As a member of NAFME, the National Association for Music Education, Weigand is intimately aware of the national Coronavirus guidelines regarding music education in the states, which allow students to sing and play instruments together inside, under certain conditions. The NAFME guidance, based on a host of scientific studies on aerosols, allow students to sing and play instruments indoors for 30 minutes at a time while socially distancing with masks in a room with proper ventilation.
MASK INSTRUMENTS
To play instruments safely, NAFME guidance requires that students mask both their faces and their instruments. “You wear a mask with a slit, and you put a piece of fabric over the bell of your instrument, where the sound comes out,” Weigand explained. “At the start of school, we had a craft day in band where everyone got fabric and made instrument masks.”
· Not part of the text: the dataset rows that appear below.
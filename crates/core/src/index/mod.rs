//! Versioned realm index.
//!
//! This module provides SQLite-based storage for:
//! - Index entries (instances, modules, stylesheets and errors) per realm generation
//! - The production version pointer of each realm
//! - Card type summaries recorded when a generation is committed
//!
//! # Example
//!
//! ```no_run
//! use std::path::Path;
//! use std::sync::Arc;
//!
//! use realm_index_core::index::{GetEntryOptions, IndexDb, IndexWriter};
//!
//! let db = Arc::new(IndexDb::open(Path::new("index.db")).unwrap());
//! let writer = IndexWriter::new(Arc::clone(&db));
//!
//! let mut batch = writer.create_batch("http://localhost:4201/experiments/").unwrap();
//! batch.invalidate(&["http://localhost:4201/experiments/person.gts"]).unwrap();
//! batch.done().unwrap();
//!
//! let entry = db
//!     .get_instance("http://localhost:4201/experiments/Person/hassan", GetEntryOptions::default())
//!     .unwrap();
//! ```

pub mod db;
pub mod graph;
pub mod schema;
pub mod types;
pub mod writer;

pub use db::{IndexDb, IndexError};
pub use graph::DependencyGraph;
pub use schema::{SCHEMA_VERSION, SchemaError};
pub use types::{
    CardTypeSummary, EntryType, ErrorEntry, GetEntryOptions, IndexEntry, IndexedInstance,
    IndexedInstanceError, IndexedSource, InstanceEntry, InstanceOrError, ModifiedTime,
    ModifiedTimes, SerializedError, SourceEntry, SourceOrError,
};
pub use writer::{Batch, DEFAULT_CHUNK_SIZE, DoneResult, IndexWriter};
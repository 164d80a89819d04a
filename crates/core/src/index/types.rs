//! Index data types for realm entries.

use std::collections::{BTreeMap, BTreeSet};
use std::fmt;
use std::str::FromStr;

use serde::{Deserialize, Serialize};
use serde_json::Value;

/// Kind of resource an index row describes.
#[derive(Debug, Clone, Copy, PartialEq, Eq, Hash, Serialize, Deserialize)]
#[serde(rename_all = "lowercase")]
pub enum EntryType {
    /// A card instance (`.json` document).
    Instance,
    /// An executable card-definition module.
    Module,
    /// A stylesheet.
    Css,
    /// A resource that failed to index.
    Error,
}

impl EntryType {
    /// Convert to database string representation.
    pub fn as_str(&self) -> &'static str {
        match self {
            Self::Instance => "instance",
            Self::Module => "module",
            Self::Css => "css",
            Self::Error => "error",
        }
    }
}

impl FromStr for EntryType {
    type Err = String;

    fn from_str(s: &str) -> Result<Self, Self::Err> {
        match s {
            "instance" => Ok(Self::Instance),
            "module" => Ok(Self::Module),
            "css" => Ok(Self::Css),
            "error" => Ok(Self::Error),
            other => Err(format!("unknown entry type '{other}'")),
        }
    }
}

impl fmt::Display for EntryType {
    fn fmt(&self, f: &mut fmt::Formatter<'_>) -> fmt::Result {
        f.write_str(self.as_str())
    }
}

/// Structured error recorded in place of a resource that failed to index.
///
/// `deps` lists every dependency discovered before the failure so that a fix
/// to any of them re-triggers indexing of the failed resource.
#[derive(Debug, Clone, PartialEq, Serialize, Deserialize)]
#[serde(rename_all = "camelCase")]
pub struct SerializedError {
    pub message: String,
    pub status: u16,
    #[serde(default, skip_serializing_if = "Option::is_none")]
    pub id: Option<String>,
    #[serde(default)]
    pub deps: Vec<String>,
    #[serde(default)]
    pub additional_errors: Vec<SerializedError>,
}

impl SerializedError {
    pub fn new(message: impl Into<String>, status: u16) -> Self {
        Self {
            message: message.into(),
            status,
            id: None,
            deps: Vec::new(),
            additional_errors: Vec::new(),
        }
    }

    /// Add dependencies, keeping the list free of duplicates.
    pub fn add_deps<I, S>(&mut self, deps: I)
    where
        I: IntoIterator<Item = S>,
        S: Into<String>,
    {
        for dep in deps {
            let dep = dep.into();
            if !self.deps.contains(&dep) {
                self.deps.push(dep);
            }
        }
    }
}

/// A successfully indexed card instance, as written by a batch.
#[derive(Debug, Clone, Default, PartialEq)]
pub struct InstanceEntry {
    /// Serialized card resource (`data` of the card document).
    pub resource: Value,
    /// Original JSON text of the document.
    pub source: String,
    /// Flattened, queryable projection of field values.
    pub search_doc: Value,
    pub deps: BTreeSet<String>,
    /// Ancestor type keys, most-derived first.
    pub types: Vec<String>,
    /// Display names parallel to `types`.
    pub display_names: Vec<String>,
    pub isolated_html: Option<String>,
    pub atom_html: Option<String>,
    /// Embedded HTML keyed by the type key it was rendered as.
    pub embedded_html: Option<BTreeMap<String, String>>,
    /// Fitted HTML keyed by the type key it was rendered as.
    pub fitted_html: Option<BTreeMap<String, String>>,
    pub last_modified: i64,
    pub resource_created_at: i64,
}

/// Module or stylesheet source entry.
#[derive(Debug, Clone, Default, PartialEq)]
pub struct SourceEntry {
    pub source: String,
    pub deps: BTreeSet<String>,
    pub last_modified: i64,
    pub resource_created_at: i64,
}

/// Best-effort partial result for a resource that failed to index.
#[derive(Debug, Clone, PartialEq)]
pub struct ErrorEntry {
    pub error: SerializedError,
    pub search_doc: Option<Value>,
    pub types: Option<Vec<String>>,
    pub display_names: Option<Vec<String>>,
    pub last_modified: Option<i64>,
    pub resource_created_at: Option<i64>,
}

impl ErrorEntry {
    pub fn new(error: SerializedError) -> Self {
        Self {
            error,
            search_doc: None,
            types: None,
            display_names: None,
            last_modified: None,
            resource_created_at: None,
        }
    }
}

/// Payload written by [`crate::index::Batch::update_entry`].
#[derive(Debug, Clone, PartialEq)]
pub enum IndexEntry {
    Instance(InstanceEntry),
    Module(SourceEntry),
    Css(SourceEntry),
    Error(ErrorEntry),
}

impl IndexEntry {
    pub fn entry_type(&self) -> EntryType {
        match self {
            Self::Instance(_) => EntryType::Instance,
            Self::Module(_) => EntryType::Module,
            Self::Css(_) => EntryType::Css,
            Self::Error(_) => EntryType::Error,
        }
    }
}

/// An instance read back from the index.
#[derive(Debug, Clone, PartialEq)]
pub struct IndexedInstance {
    pub canonical_url: String,
    pub realm_url: String,
    pub realm_version: i64,
    pub instance: Value,
    pub source: String,
    pub search_doc: Option<Value>,
    pub types: Vec<String>,
    pub display_names: Vec<String>,
    pub deps: Vec<String>,
    pub isolated_html: Option<String>,
    pub atom_html: Option<String>,
    pub embedded_html: Option<BTreeMap<String, String>>,
    pub fitted_html: Option<BTreeMap<String, String>>,
    pub last_modified: Option<i64>,
    pub resource_created_at: Option<i64>,
    pub indexed_at: Option<i64>,
}

/// An instance that failed to index, with whatever partial data survived.
#[derive(Debug, Clone, PartialEq)]
pub struct IndexedInstanceError {
    pub canonical_url: String,
    pub realm_url: String,
    pub realm_version: i64,
    pub error: SerializedError,
    pub instance: Option<Value>,
    pub source: Option<String>,
    pub search_doc: Option<Value>,
    pub types: Vec<String>,
    pub deps: Vec<String>,
    pub last_modified: Option<i64>,
    pub resource_created_at: Option<i64>,
    pub indexed_at: Option<i64>,
}

#[derive(Debug, Clone, PartialEq)]
pub enum InstanceOrError {
    Instance(IndexedInstance),
    Error(IndexedInstanceError),
}

/// A module or stylesheet read back from the index.
#[derive(Debug, Clone, PartialEq)]
pub struct IndexedSource {
    pub canonical_url: String,
    pub realm_version: i64,
    pub source: String,
    pub deps: Vec<String>,
    pub last_modified: Option<i64>,
    pub resource_created_at: Option<i64>,
    pub indexed_at: Option<i64>,
}

#[derive(Debug, Clone, PartialEq)]
pub enum SourceOrError {
    Source(IndexedSource),
    Error { canonical_url: String, error: SerializedError },
}

/// Modification time snapshot of a production entry.
#[derive(Debug, Clone, Copy, PartialEq, Eq)]
pub struct ModifiedTime {
    pub last_modified: Option<i64>,
    pub entry_type: EntryType,
}

pub type ModifiedTimes = BTreeMap<String, ModifiedTime>;

/// One group of the realm meta summary.
#[derive(Debug, Clone, PartialEq, Eq, Serialize, Deserialize)]
pub struct CardTypeSummary {
    pub code_ref: String,
    pub display_name: Option<String>,
    pub total: i64,
}

/// Read options shared by the entry getters.
#[derive(Debug, Clone, Copy, Default)]
pub struct GetEntryOptions {
    /// Read the newest existing version, including uncommitted WIP rows.
    pub use_work_in_progress_index: bool,
}

impl GetEntryOptions {
    pub fn work_in_progress() -> Self {
        Self { use_work_in_progress_index: true }
    }
}
//! In-memory collaborators shared by the integration tests.

#![allow(dead_code)]

use std::collections::{BTreeMap, BTreeSet, HashMap, HashSet};
use std::sync::{Arc, Mutex};

use async_trait::async_trait;
use realm_index_core::code_ref::CodeRef;
use realm_index_core::index::{IndexDb, IndexEntry, IndexWriter, InstanceEntry, SourceEntry};
use realm_index_core::runner::{
    BuiltCard, CardDefinition, CardEvaluator, CardResource, EvaluatorError, FieldDefinition,
    FieldKind, FileRef, ModuleSummary, Reader, ReaderError, RenderError, RenderFormat, Renderer,
};
use serde_json::{Value, json};

pub const REALM: &str = "http://test-realm/test/";
pub const BASE_MODULE: &str = "https://cardstack.com/base/card-api";
pub const STRING_MODULE: &str = "https://cardstack.com/base/string";
pub const NUMBER_MODULE: &str = "https://cardstack.com/base/number";

pub fn url(local: &str) -> String {
    format!("{REALM}{local}")
}

pub fn base_card() -> CodeRef {
    CodeRef::new(BASE_MODULE, "CardDef")
}

pub fn person() -> CodeRef {
    CodeRef::new(url("person"), "Person")
}

pub fn pet() -> CodeRef {
    CodeRef::new(url("pet"), "Pet")
}

pub fn address() -> CodeRef {
    CodeRef::new(url("address"), "Address")
}

fn string_field() -> CodeRef {
    CodeRef::new(STRING_MODULE, "default")
}

fn number_field() -> CodeRef {
    CodeRef::new(NUMBER_MODULE, "default")
}

pub fn open_db() -> (Arc<IndexDb>, IndexWriter) {
    let db = Arc::new(IndexDb::open_in_memory().unwrap());
    let writer = IndexWriter::new(Arc::clone(&db));
    (db, writer)
}

/// Instance entry whose type chain ends at the base card.
pub fn instance(card_type: &CodeRef, search_doc: Value, deps: &[&str]) -> IndexEntry {
    let mut types = vec![card_type.internal_key()];
    let mut display_names = vec![card_type.name.clone()];
    if card_type != &base_card() {
        types.push(base_card().internal_key());
        display_names.push("Card".to_string());
    }
    IndexEntry::Instance(InstanceEntry {
        resource: json!({ "type": "card", "attributes": search_doc.clone() }),
        source: search_doc.to_string(),
        search_doc,
        deps: deps.iter().map(|d| d.to_string()).collect(),
        types,
        display_names,
        embedded_html: Some(BTreeMap::from([(
            card_type.internal_key(),
            format!("<embedded>{}</embedded>", card_type.name),
        )])),
        atom_html: Some(format!("<atom>{}</atom>", card_type.name)),
        last_modified: 1,
        resource_created_at: 1,
        ..InstanceEntry::default()
    })
}

pub fn module(deps: &[&str]) -> IndexEntry {
    IndexEntry::Module(SourceEntry {
        source: "export class X {}".to_string(),
        deps: deps.iter().map(|d| d.to_string()).collect::<BTreeSet<_>>(),
        last_modified: 1,
        resource_created_at: 1,
    })
}

// ─────────────────────────────────────────────────────────────────────────────
// Card evaluator
// ─────────────────────────────────────────────────────────────────────────────

pub struct FakeEvaluator {
    defs: HashMap<CodeRef, CardDefinition>,
    broken_modules: Mutex<HashMap<String, EvaluatorError>>,
    broken_cards: Mutex<HashSet<String>>,
    pub builds: Mutex<Vec<String>>,
    pub imports: Mutex<Vec<String>>,
}

impl FakeEvaluator {
    pub fn new() -> Self {
        let mut defs = HashMap::new();
        let mut add = |code_ref: CodeRef, super_ref: Option<CodeRef>, fields: &[(&str, FieldKind, CodeRef)]| {
            defs.insert(
                code_ref.clone(),
                CardDefinition {
                    display_name: code_ref.name.clone(),
                    code_ref,
                    super_ref,
                    fields: fields
                        .iter()
                        .map(|(name, kind, card)| (name.to_string(), FieldDefinition::new(*kind, card.clone())))
                        .collect(),
                },
            );
        };

        add(base_card(), None, &[("title", FieldKind::Contains, string_field())]);
        add(
            person(),
            Some(base_card()),
            &[
                ("name", FieldKind::Contains, string_field()),
                ("age", FieldKind::Contains, number_field()),
                ("nickNames", FieldKind::ContainsMany, string_field()),
                ("address", FieldKind::Contains, address()),
                ("friends", FieldKind::LinksToMany, person()),
                ("bestFriend", FieldKind::LinksTo, person()),
            ],
        );
        add(
            pet(),
            Some(base_card()),
            &[("name", FieldKind::Contains, string_field()), ("owner", FieldKind::LinksTo, person())],
        );
        add(
            address(),
            None,
            &[("city", FieldKind::Contains, string_field()), ("street", FieldKind::Contains, string_field())],
        );

        Self {
            defs,
            broken_modules: Mutex::new(HashMap::new()),
            broken_cards: Mutex::new(HashSet::new()),
            builds: Mutex::new(Vec::new()),
            imports: Mutex::new(Vec::new()),
        }
    }

    pub fn break_module(&self, url: &str, error: EvaluatorError) {
        self.broken_modules.lock().unwrap().insert(url.to_string(), error);
    }

    pub fn fix_module(&self, url: &str) {
        self.broken_modules.lock().unwrap().remove(url);
    }

    /// Fail building any instance that adopts from `module`.
    pub fn break_cards_of(&self, module: &str) {
        self.broken_cards.lock().unwrap().insert(module.to_string());
    }

    pub fn fix_cards_of(&self, module: &str) {
        self.broken_cards.lock().unwrap().remove(module);
    }

    pub fn build_count(&self) -> usize {
        self.builds.lock().unwrap().len()
    }
}

#[async_trait]
impl CardEvaluator for FakeEvaluator {
    async fn import_module(&self, url: &str) -> Result<ModuleSummary, EvaluatorError> {
        self.imports.lock().unwrap().push(url.to_string());
        if let Some(error) = self.broken_modules.lock().unwrap().get(url) {
            return Err(error.clone());
        }
        Ok(ModuleSummary { consumed_modules: vec![BASE_MODULE.to_string()], is_shimmed: false })
    }

    async fn load_definition(&self, code_ref: &CodeRef) -> Result<Option<CardDefinition>, EvaluatorError> {
        Ok(self.defs.get(code_ref).cloned())
    }

    async fn build_card(&self, resource: &CardResource, instance_url: &str) -> Result<BuiltCard, EvaluatorError> {
        self.builds.lock().unwrap().push(instance_url.to_string());
        let card_type = resource.meta.adopts_from.resolve(Some(instance_url));
        if self.broken_cards.lock().unwrap().contains(&card_type.module) {
            return Err(EvaluatorError::new(format!("cannot build {instance_url}"), 500)
                .with_deps([card_type.module.clone()]));
        }

        let mut deps = vec![card_type.module.clone()];
        if let Some(owner) = resource.relationships.pointer("/owner/links/self").and_then(Value::as_str) {
            deps.push(realm_index_core::paths::canonical_url(owner, Some(instance_url)));
        }
        Ok(BuiltCard {
            serialized: serde_json::to_value(resource).unwrap(),
            search_doc: resource.attributes.clone(),
            deps,
            card_type,
        })
    }
}

// ─────────────────────────────────────────────────────────────────────────────
// Reader and renderer
// ─────────────────────────────────────────────────────────────────────────────

#[derive(Default)]
pub struct MemoryReader {
    files: Mutex<BTreeMap<String, FileRef>>,
}

impl MemoryReader {
    pub fn write(&self, local: &str, content: impl Into<String>, last_modified: i64) {
        self.files.lock().unwrap().insert(
            url(local),
            FileRef { content: content.into(), last_modified, created: 1 },
        );
    }

    /// Serve a file under an absolute url, possibly outside the test realm.
    pub fn write_url(&self, url: &str, content: impl Into<String>, last_modified: i64) {
        self.files.lock().unwrap().insert(
            url.to_string(),
            FileRef { content: content.into(), last_modified, created: 1 },
        );
    }

    pub fn remove(&self, local: &str) {
        self.files.lock().unwrap().remove(&url(local));
    }
}

#[async_trait]
impl Reader for MemoryReader {
    async fn mtimes(&self) -> Result<BTreeMap<String, i64>, ReaderError> {
        Ok(self.files.lock().unwrap().iter().map(|(url, f)| (url.clone(), f.last_modified)).collect())
    }

    async fn read_file(&self, url: &str) -> Result<Option<FileRef>, ReaderError> {
        Ok(self.files.lock().unwrap().get(url).cloned())
    }
}

pub struct EchoRenderer;

#[async_trait]
impl Renderer for EchoRenderer {
    async fn render(
        &self,
        card: &BuiltCard,
        format: RenderFormat,
        as_type: Option<&CodeRef>,
    ) -> Result<String, RenderError> {
        let name = card.search_doc.get("name").and_then(Value::as_str).unwrap_or("");
        let as_type = as_type.map_or_else(|| card.card_type.name.clone(), |t| t.name.clone());
        Ok(format!("<{format} as=\"{as_type}\">{name}</{format}>"))
    }
}

/// Card document adopting from `module` (relative to the instance) / `name`.
pub fn card_json(module: &str, name: &str, attributes: Value) -> String {
    json!({
        "data": {
            "type": "card",
            "attributes": attributes,
            "meta": { "adoptsFrom": { "module": module, "name": name } }
        }
    })
    .to_string()
}

/// Card document with an `owner` link.
pub fn pet_json(name: &str, owner: &str) -> String {
    json!({
        "data": {
            "type": "card",
            "attributes": { "name": name },
            "relationships": { "owner": { "links": { "self": owner } } },
            "meta": { "adoptsFrom": { "module": "../pet", "name": "Pet" } }
        }
    })
    .to_string()
}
It seemed that the NAFME guidance would be the norm in the Harwood Unified Union School District (HUUSD) until the Vermont Agency of Education released knew guidance in October that entirely prohibited students from singing and playing instruments together inside. Moreover, the guidance seemed to be written without care, Weigand said.
“The updated guidance that came out in October was confusing and weird and had a lot of incorrect phrases and spelling errors,” said Weigand. ‘It was sold to the music and education community as being this big help to us. And we were like no, it’s not helpful at all. It’s insulting.”
To make matters worse, no members of the arts community have been involved in the writing of Vermont music education guidance, said Weigand. “No arts people have been involved. There are no arts people despite the fact that Vermont has a huge arts community. We have been asking for a seat at the table since the spring.”
In the meantime, Weigand and other music educators in the district have been rewriting music curriculum. “Our curriculum has had to be rewritten for kindergarten through 12th grade across the district,” she said.
OUTSIDE IN COLD AND RAIN
Since students can’t sing and play together during music class anymore, they spend class learning composing or music history. As for band and chorus, students are still practicing outside. “We are singing and playing outside. We sing outside in the cold and the rain,” said Weigand.
On Wednesdays, when all students work from home, band and chorus classes happen over Zoom. “In my honors choir, we rehearse remotely on Zoom. We record everyone individually singing, then I play the piano with the recording so you can hear everybody’s voices. But when we all sing together, we have to be muted,” said Weigand.
When the weather gets even colder, if the state guidance remains, Weigand still plans to take her chorus class outside once and a while. “We’ll get snow gear on and go outside and sing when it’s cold,” she said. “We’ll forge ahead. We’re going to make music, learn about music and become better musicians no matter what.”